The area leading to the bizarro stairs was a very classic dungeon: natural caves and galleries linking together before opening up to an enormous grotto with holes in its ceiling hinting at the sky and open air above. The twisted passage is actually fairly hidden, an unassuming nook amongst several other unassuming books, the kind of place that would be very easy to overlook if you didn't know it was there and didn't have a lot of experience looking for such. But once inside, the scenery changes to manmade, the architecture decidedly medieval. They would be nearly guaranteed to get lost in this space, if it was just the two of them and nothing more.
Thankfully, they have modern tech to help. While it is impossible to connect to the outside network while in a dungeon, they still carry their own pocket devices that give them access to a reduced form of their commscreens, including something that keeps track of how far they've travelled in what direction and which generates a dynamic map of their surroundings as they go. There are dungeons that mess with electronics like that, too, and ones that do both that and non-Euclidean fuckery definitely climb very quickly to an S-rank classification, but are proportionally rarer.
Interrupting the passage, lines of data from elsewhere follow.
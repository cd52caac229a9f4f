//! Benchmark utilities.

#![warn(missing_docs)]

use rand::Rng;
use seqarc_core::{Archive, CompressionConfig, Region};

/// Generate a random nucleotide sequence of the specified length.
pub fn random_sequence(len: usize) -> Vec<u8> {
    const ALPHABET: &[u8; 4] = b"ACGT";
    let mut rng = rand::thread_rng();
    (0..len).map(|_| ALPHABET[rng.gen_range(0..4)]).collect()
}

/// Build a region of `len` random units, fully persisted into a fresh
/// in-memory archive.
pub fn archived_region(len: usize, capacity: usize) -> (Region, Archive) {
    let mut store = Archive::in_memory();
    let mut region = Region::from_content(None, "bench", capacity, &random_sequence(len))
        .expect("Failed to create region");
    region
        .persist_all(&mut store, &CompressionConfig::default())
        .expect("Failed to persist region");
    (region, store)
}
/// Field and interface-constant extraction
use tracing::trace;
use tree_sitter::Node;

use crate::declarations::{FieldDeclaration, TypeKind, TypeMirror, VariableDeclarator};
use crate::extractors::java::JavaExtractor;

use super::{helpers, types};

/// Extract a `field_declaration` or `constant_declaration` declared in a body
/// of `enclosing` kind. One declaration may declare several variables.
pub(super) fn extract_field(
    extractor: &JavaExtractor,
    node: Node,
    enclosing: TypeKind,
) -> Option<FieldDeclaration> {
    let explicit = helpers::extract_modifiers(extractor, &node);
    let modifiers = helpers::effective_field_modifiers(enclosing, &explicit);

    let base_type = node
        .child_by_field_name("type")
        .map(|type_node| types::resolve_type(extractor, &type_node))
        .or_else(|| types::resolve_type_child(extractor, &node))?;

    let variables: Vec<VariableDeclarator> = node
        .children(&mut node.walk())
        .filter(|c| c.kind() == "variable_declarator")
        .filter_map(|declarator| extract_declarator(extractor, declarator, &base_type))
        .collect();

    if variables.is_empty() {
        trace!(
            "field declaration without declarators at line {}",
            node.start_position().row + 1
        );
        return None;
    }

    Some(FieldDeclaration {
        span: helpers::span_of(extractor, &node),
        modifiers: Some(modifiers),
        synthetic: false,
        variables,
    })
}

/// `int a[]` declares an array even though the statement's type is `int`.
fn extract_declarator(
    extractor: &JavaExtractor,
    declarator: Node,
    base_type: &TypeMirror,
) -> Option<VariableDeclarator> {
    let name_node = declarator.child_by_field_name("name")?;
    let dimensions = declarator
        .child_by_field_name("dimensions")
        .map(|d| helpers::count_dimensions(&d))
        .unwrap_or(0);

    Some(VariableDeclarator {
        name: extractor.get_node_text(&name_node),
        type_mirror: base_type.clone().array_of(dimensions),
        span: helpers::span_of(extractor, &name_node),
    })
}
And this particular one doesn't even rearrange itself, so it is comparatively speaking a walk in the park for experienced espers.
The stairs lead up out of a hole in the ground, and once they're out the sight that awaits them is nothing short of breathtaking: green as far as the eye can see, lush hills and glades and a pine forest in the distance, a cool soft breeze carrying a sweet citrus smell like oranges, fluffy clouds lazily taking turns hiding the early afternoon sun. It's beautiful.
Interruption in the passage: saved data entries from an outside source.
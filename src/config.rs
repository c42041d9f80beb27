//! Run configuration.
//!
//! Read from the environment variables the generator has always been driven
//! by (`SOURCE`, `DESTINATION`, `IGNORE_DUBLICATE_DEFINITION`, ...). The
//! binary lets command-line flags override them.

use std::path::PathBuf;

use tracing::debug;

use crate::error::{AstGenError, Result};

pub const ENV_SOURCE: &str = "SOURCE";
pub const ENV_DESTINATION: &str = "DESTINATION";
/// Spelling used by existing build scripts.
pub const ENV_IGNORE_DUPLICATES: &str = "IGNORE_DUBLICATE_DEFINITION";
pub const ENV_IGNORE_DUPLICATES_ALT: &str = "IGNORE_DUPLICATE_DEFINITION";
pub const ENV_GENERATE_REFERENCES: &str = "GENERATE_REFERENCES_OF_FIELDS_AND_METHODS";
pub const ENV_IGNORE_WILDCARD_IMPORTS: &str = "IGNORE_WILDCARD_IMPORTS";

pub const DEFAULT_OUTPUT_DIR: &str = "./output";

/// What to do when an artifact for a key already exists.
#[derive(Debug, Clone, Copy, PartialEq, Eq, Default)]
pub enum CollisionPolicy {
    /// Delete the stale artifact and write the new one.
    #[default]
    Overwrite,
    /// Abort the run, naming both source files.
    Strict,
}

impl CollisionPolicy {
    /// Unset or `true` (any case) permits overwriting; anything else is strict.
    pub fn from_setting(value: Option<&str>) -> Self {
        match value {
            None => CollisionPolicy::Overwrite,
            Some(v) if v.trim().eq_ignore_ascii_case("true") => CollisionPolicy::Overwrite,
            Some(_) => CollisionPolicy::Strict,
        }
    }
}

#[derive(Debug, Clone, PartialEq, Eq)]
pub struct Config {
    /// Root that artifact `sourceFilePath`s are relative to.
    pub source_root: PathBuf,
    pub output_dir: PathBuf,
    pub collision_policy: CollisionPolicy,
    /// Reserved: usage references of fields and methods.
    pub generate_references: bool,
    /// Reserved: wildcard-import handling.
    pub ignore_wildcard_imports: bool,
}

impl Config {
    pub fn new(source_root: impl Into<PathBuf>, output_dir: impl Into<PathBuf>) -> Self {
        Self {
            source_root: normalize_root(source_root.into()),
            output_dir: output_dir.into(),
            collision_policy: CollisionPolicy::default(),
            generate_references: false,
            ignore_wildcard_imports: false,
        }
    }

    pub fn with_collision_policy(mut self, policy: CollisionPolicy) -> Self {
        self.collision_policy = policy;
        self
    }

    /// Load from the process environment.
    pub fn from_env() -> Result<Self> {
        Self::from_lookup(|key| std::env::var(key).ok())
    }

    /// Load from any key/value source (the environment, a test map, ...).
    pub fn from_lookup<F>(lookup: F) -> Result<Self>
    where
        F: Fn(&str) -> Option<String>,
    {
        let source_root = lookup(ENV_SOURCE)
            .filter(|v| !v.trim().is_empty())
            .ok_or_else(|| {
                AstGenError::Config(format!("{} (source root) is not set", ENV_SOURCE))
            })?;
        let output_dir = lookup(ENV_DESTINATION)
            .filter(|v| !v.trim().is_empty())
            .unwrap_or_else(|| DEFAULT_OUTPUT_DIR.to_string());

        let duplicates = lookup(ENV_IGNORE_DUPLICATES).or_else(|| lookup(ENV_IGNORE_DUPLICATES_ALT));

        let config = Config {
            source_root: normalize_root(PathBuf::from(source_root)),
            output_dir: PathBuf::from(output_dir),
            collision_policy: CollisionPolicy::from_setting(duplicates.as_deref()),
            generate_references: flag(lookup(ENV_GENERATE_REFERENCES).as_deref()),
            ignore_wildcard_imports: flag(lookup(ENV_IGNORE_WILDCARD_IMPORTS).as_deref()),
        };

        if config.generate_references || config.ignore_wildcard_imports {
            debug!(
                "reserved switches set (generate_references={}, ignore_wildcard_imports={}); they have no effect yet",
                config.generate_references, config.ignore_wildcard_imports
            );
        }

        Ok(config)
    }
}

fn flag(value: Option<&str>) -> bool {
    value.is_some_and(|v| v.trim().eq_ignore_ascii_case("true"))
}

/// Drop a trailing separator so relative paths never start with `/`.
fn normalize_root(root: PathBuf) -> PathBuf {
    let text = root.to_string_lossy();
    let trimmed = text.trim_end_matches(['/', '\\']);
    if trimmed.is_empty() || trimmed.len() == text.len() {
        root
    } else {
        PathBuf::from(trimmed)
    }
}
It's also deadly. Despite the openness, they can't help but feel a sense of wrongness that quickly resolves itself into the understanding that the non-Euclidean fuckery didn't stop at the stairs. Paying too much attention to any one part of the scenery is enough to notice that it's not all quite continuous, that occasionally there are more (or fewer) trees than should've been where they're looking, that those clouds that should be bumping into each other aren't. The hole in the ground leading back to the caves is also easily lost in the tall grass, to compound the issue. And of course, there are the monsters: not all that many of them, all things considered, and they look almost like regular animals, birds that happen to have two heads and wolves that are a little bit too large and have three eyes and deer the size of elephants with antlers the size of small trees. They're spread out, and seem to be mostly minding their own business, not having noticed the two espers, but it's almost certainly a matter of time.